[Tutor] Log analyzer
Sat, 15 Dec 2001 00:48:15 -0800 (PST)
On Sat, 15 Dec 2001, Mike Yuen wrote:
> I'm trying to make a little log analyzer for myself and the problem is, I
> want to split each line which initially looks like:
> FWIN,2001/09/14,01:44:53 -6:00GMT,126.96.36.199:137,188.8.131.52:137,UDP
> I used the split function and got:
> 'FWIN,2001/09/14,01:44:53', '-6:00', 'GMT,<bunch of numbers here>'
> I want each sections boundries to be BETWEEN the commas. So, for example:
> FWIN is one section
> 2001/09/14 is another
> 01:44:53 -6:00GMT is yet another.
> * Note: each sections size will vary in size.
> I know I can take a another pass over the line but i've got literally
> 1000's of lines to process and taking 2 passes over each line really slows
> things done. So, is there an efficient way to split the lines?

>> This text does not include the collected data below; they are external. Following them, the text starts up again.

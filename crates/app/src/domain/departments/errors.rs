//! Departments service errors.

use sqlx::{
    Error,
    error::{DatabaseError, ErrorKind},
};
use thiserror::Error;

pub(crate) const BAD_REQUEST_MESSAGE: &str = "Bad Request.";
pub(crate) const NOT_FOUND_MESSAGE: &str = "SORRY, DEPARTMENT NOT FOUND";
pub(crate) const NO_CHANGES_MESSAGE: &str = "SORRY, NO CHANGES FOUND";

/// Department service error variants.
///
/// The message of each domain variant is what callers show to users, so it is
/// rendered verbatim by `Display`.
#[derive(Debug, Error)]
pub enum DepartmentsServiceError {
    /// Input was absent or rejected by storage constraints.
    #[error("{0}")]
    BadRequestData(String),

    /// Name or code already belongs to a department.
    #[error("{0}")]
    DataAlreadyExists(String),

    /// Department was not found.
    #[error("{0}")]
    DataNotFound(String),

    /// Update would not change anything.
    #[error("{0}")]
    NoChangeFound(String),

    /// Underlying SQL/storage error.
    #[error("storage error")]
    Sql(#[source] Error),
}

impl DepartmentsServiceError {
    pub(crate) fn bad_request() -> Self {
        Self::BadRequestData(BAD_REQUEST_MESSAGE.to_string())
    }

    pub(crate) fn name_exists(name: &str) -> Self {
        Self::DataAlreadyExists(format!("DEPARTMENT WITH NAME : {name}  ALREADY EXISTS"))
    }

    pub(crate) fn code_exists(code: &str) -> Self {
        Self::DataAlreadyExists(format!("DEPARTMENT WITH CODE : {code}  ALREADY EXISTS"))
    }

    pub(crate) fn not_found() -> Self {
        Self::DataNotFound(NOT_FOUND_MESSAGE.to_string())
    }

    pub(crate) fn no_changes() -> Self {
        Self::NoChangeFound(NO_CHANGES_MESSAGE.to_string())
    }
}

impl From<Error> for DepartmentsServiceError {
    fn from(error: Error) -> Self {
        if matches!(error, Error::RowNotFound) {
            return Self::not_found();
        }

        match error.as_database_error().map(DatabaseError::kind) {
            Some(ErrorKind::UniqueViolation) => {
                Self::DataAlreadyExists("DEPARTMENT ALREADY EXISTS".to_string())
            }
            Some(
                ErrorKind::ForeignKeyViolation
                | ErrorKind::NotNullViolation
                | ErrorKind::CheckViolation,
            ) => Self::bad_request(),
            Some(ErrorKind::Other | _) | None => Self::Sql(error),
        }
    }
}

Sounds like you want to split along the commas. The default that split()
uses is whitespace, because it's a "common case" that people run into all
the time. However, split() can take in an optional "delimiter" parameter.
Take a look:
>>> string.split('supercalifragilisticexpialidocious', 'i')
['supercal', 'frag', 'l', 'st', 'cexp', 'al', 'doc', 'ous']